■ How to complete this task ■
Find the lines of data that contain the string "InMemoryUserTaskRepository", then list them.

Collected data

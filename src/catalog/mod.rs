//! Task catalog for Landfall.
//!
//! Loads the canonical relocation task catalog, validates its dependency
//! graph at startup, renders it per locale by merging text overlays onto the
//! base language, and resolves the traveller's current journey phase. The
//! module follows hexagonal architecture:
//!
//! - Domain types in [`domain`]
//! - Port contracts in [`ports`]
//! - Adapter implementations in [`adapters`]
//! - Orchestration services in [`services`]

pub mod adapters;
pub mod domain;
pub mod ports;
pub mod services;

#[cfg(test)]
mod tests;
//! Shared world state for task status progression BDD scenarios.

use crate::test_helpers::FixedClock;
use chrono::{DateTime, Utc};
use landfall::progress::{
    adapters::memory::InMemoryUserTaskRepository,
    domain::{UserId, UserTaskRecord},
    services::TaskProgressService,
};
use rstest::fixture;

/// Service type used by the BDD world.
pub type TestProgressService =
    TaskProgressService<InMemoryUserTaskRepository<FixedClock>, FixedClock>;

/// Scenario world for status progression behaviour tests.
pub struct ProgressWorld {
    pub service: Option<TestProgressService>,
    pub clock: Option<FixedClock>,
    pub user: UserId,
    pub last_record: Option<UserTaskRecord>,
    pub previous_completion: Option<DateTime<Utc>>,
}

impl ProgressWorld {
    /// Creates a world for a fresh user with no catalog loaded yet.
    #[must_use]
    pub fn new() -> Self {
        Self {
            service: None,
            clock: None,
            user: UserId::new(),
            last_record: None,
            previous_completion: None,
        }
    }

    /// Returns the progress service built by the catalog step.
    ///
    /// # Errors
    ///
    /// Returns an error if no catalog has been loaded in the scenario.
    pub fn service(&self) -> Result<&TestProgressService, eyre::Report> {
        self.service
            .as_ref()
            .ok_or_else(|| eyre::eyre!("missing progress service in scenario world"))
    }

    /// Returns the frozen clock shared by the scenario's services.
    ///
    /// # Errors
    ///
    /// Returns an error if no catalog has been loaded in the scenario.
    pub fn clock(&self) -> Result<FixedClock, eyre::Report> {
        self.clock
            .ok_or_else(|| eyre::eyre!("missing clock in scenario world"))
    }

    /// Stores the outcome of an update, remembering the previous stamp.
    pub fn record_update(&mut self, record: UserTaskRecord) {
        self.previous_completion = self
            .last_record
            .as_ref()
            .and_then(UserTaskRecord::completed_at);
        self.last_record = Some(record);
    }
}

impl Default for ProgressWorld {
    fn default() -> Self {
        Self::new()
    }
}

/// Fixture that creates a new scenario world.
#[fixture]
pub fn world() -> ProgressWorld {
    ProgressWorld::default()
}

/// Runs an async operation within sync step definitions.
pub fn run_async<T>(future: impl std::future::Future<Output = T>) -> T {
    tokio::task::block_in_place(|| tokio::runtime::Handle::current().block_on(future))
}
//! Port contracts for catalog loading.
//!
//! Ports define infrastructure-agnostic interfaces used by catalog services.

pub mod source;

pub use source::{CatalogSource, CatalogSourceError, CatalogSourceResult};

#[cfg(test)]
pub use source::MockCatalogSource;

■ Exercise response ■
    adapters::memory::InMemoryUserTaskRepository,
    TaskProgressService<InMemoryUserTaskRepository<FixedClock>, FixedClock>;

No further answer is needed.